El Duende del Maizal
Cerca de Humocaro Bajo, en las vegas que riega el río Tocuyo, los campesinos plantan maíz blanco desde antes de la colonia. Los maizales crecen altos en la temporada, más altos que un hombre, y por dentro forman caminos de hojas como pasillos verdes.
Ahí adentro vive el Duende.
No se sabe de dónde vino. Los más viejos dicen que es de los indios caquetíos, que cuidaba las siembras desde hace mil años. Otros dicen que es un alma chica, un niño bautizado a medias que se quedó vagando. Los curas decían que era el demonio, pero los curas decían eso de todo.
El Duende es chiquito. Llega apenas a las rodillas. Lleva sombrero grande de cogollo, camisita roja y los pies al revés —los talones para adelante, los dedos para atrás—. Por eso, cuando un campesino persigue al Duende dentro del maizal pensando que va para un lado, el Duende va para el otro, y se le pierde.

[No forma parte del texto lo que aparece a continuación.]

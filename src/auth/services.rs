use lazy_static::lazy_static;
use regex::Regex;

use crate::error::AppError;

pub(crate) fn is_valid_username(username: &str) -> bool {
    lazy_static! {
        static ref USERNAME_RE: Regex = Regex::new(r"^\S{1,100}$").unwrap();
    }
    USERNAME_RE.is_match(username)
}

/// Normalize and check registration input. Returns the trimmed username.
pub(crate) fn validate_credentials(username: &str, password: &str) -> Result<String, AppError> {
    let username = username.trim();
    if !is_valid_username(username) {
        return Err(AppError::Validation(
            "Username must be 1 to 100 characters without spaces.".into(),
        ));
    }
    if password.is_empty() {
        return Err(AppError::Validation("Password is required.".into()));
    }
    Ok(username.to_string())
}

Le encanta engañar a los hombres adultos. Sobre todo a los que toman aguardiente, a los infieles, a los pendencieros. Los mete en el maizal, los hace caminar en círculos hasta el amanecer, y los suelta cansados y descalzos, sin entender cómo salieron.
Pero con los niños es distinto.
Cuentan que una vez, hace muchas décadas, una niña de cinco años llamada Petrica se perdió mientras su mamá lavaba en el río Tocuyo. La buscaron todo el día. Al anochecer todavía no aparecía. La mamá lloraba, los vecinos rezaban a San Antonio.
Al amanecer del día siguiente, Petrica salió del maizal caminando tranquila, comiendo una mazorca tierna.
—¿Quién te cuidó, hijita? —le preguntaron.
—El amigo del sombrero grande —dijo Petrica—. Me dio mazorcas y me cantó.
Los campesinos entendieron. Hicieron una ofrenda al maizal —granos de cacao, tabaco y un puñado de sal— y siguieron con su trabajo.
Desde entonces, en las vegas del río Tocuyo y en Humocaro Bajo, cuando un niño se pierde en el maizal nadie se preocupa demasiado. Se reza a San Antonio. Se reza al santo del 13 de junio. Y se espera. Porque la gente sabe: el Duende cuida a los niños.
A los adultos no. Los adultos se quedan adentro horas, días, a veces vidas.
Algunos campesinos del Municipio Morán juran que un tío suyo, hace ochenta años, se metió al maizal y no salió nunca. Que todavía está adentro, dando vueltas, sin envejecer, atrapado en los pasillos verdes que cambian de forma cuando el Duende los mira.
Por eso, antes de entrar a una siembra grande en El Tocuyo, los viejos se persignan. Por si acaso.